Using a nikon p90 and a cupbpard shelf I put on a timer 10sec using no tripod and got reasonable results I think..

It is cool to control/change with how much light you use,

*Glycine Incursore PVD*


----------



## 86latour (Jun 3, 2010)

And a few more.

*Raymond Weil Don Giovanni 9975-ST-00659*










*Ingersoll Automatic IN400*


----------



## freestyle_gus (Oct 17, 2010)

86latour said:


> And a few more.
> 
> *Raymond Weil Don Giovanni 9975-ST-00659*
> 
> ...


Cool, the first shot works best for me, showing the features of the watch as well as that lovely lume glow


----------



## Chromejob (Jul 28, 2006)

The Raymond Weil shot is spot on, consider adding it to this thread.


----------



## 86latour (Jun 3, 2010)

Cheers David,

Will do.


----------



## byrnes (Nov 11, 2010)

Not bad. Personally, I'd try and just get the watch and lume, the background is a little distracting, but other than that. The lume shows well


----------



## Chromejob (Jul 28, 2006)

At low enough light levels, that background just won't go away. A small aperture might help.


----------



## 86latour (Jun 3, 2010)

I'm very much a rookie and don't currently own a tripod so these phtos are taken with the camera slimply sat on a shelf within a cupboard and set on a timer!

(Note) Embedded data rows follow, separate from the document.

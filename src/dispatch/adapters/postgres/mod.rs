//! `PostgreSQL` adapter for the command stream.

mod blocking;
mod models;
mod schema;
mod stream;

pub use stream::{DEFAULT_POLL_INTERVAL, PostgresCommandStream};
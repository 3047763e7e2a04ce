//! Periodic workload digest.

use crate::review::domain::{ClosedTask, OpenTask};
use crate::review::ranking::ReviewerCandidate;
use chrono::{DateTime, Duration, Utc};
use serde::Serialize;

/// Quiet period after the last closure during which an empty digest is
/// still sent.
pub const SILENCE_WINDOW: Duration = Duration::hours(24);

/// Snapshot of open work and the assignment queue.
#[derive(Debug, Clone, PartialEq, Eq, Serialize)]
pub struct WorkloadDigest {
    /// When the digest was built.
    pub generated_at: DateTime<Utc>,
    /// Every open task, oldest first.
    pub open_tasks: Vec<OpenTask>,
    /// Full ranking, unavailable reviewers included.
    pub queue: Vec<ReviewerCandidate>,
}

/// Returns `true` when nothing is open and nothing closed within the silence
/// window before `now`.
pub(super) fn is_silent(
    open_tasks: &[OpenTask],
    last_closed: Option<&ClosedTask>,
    now: DateTime<Utc>,
) -> bool {
    open_tasks.is_empty()
        && last_closed.is_none_or(|closed| now - closed.closed_at() > SILENCE_WINDOW)
}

Being back in the office now, time is a luxury....

Maybe at the weekend I'll have another bash..and yes the 710 will ridicule me!


----------



## image_doctor (Sep 29, 2010)

Does the Blue and Green work well for you ?


----------



## Chromejob (Jul 28, 2006)

image_doctor said:


> Does the Blue and Green work well for you ?


Huh? :dontgetit:


----------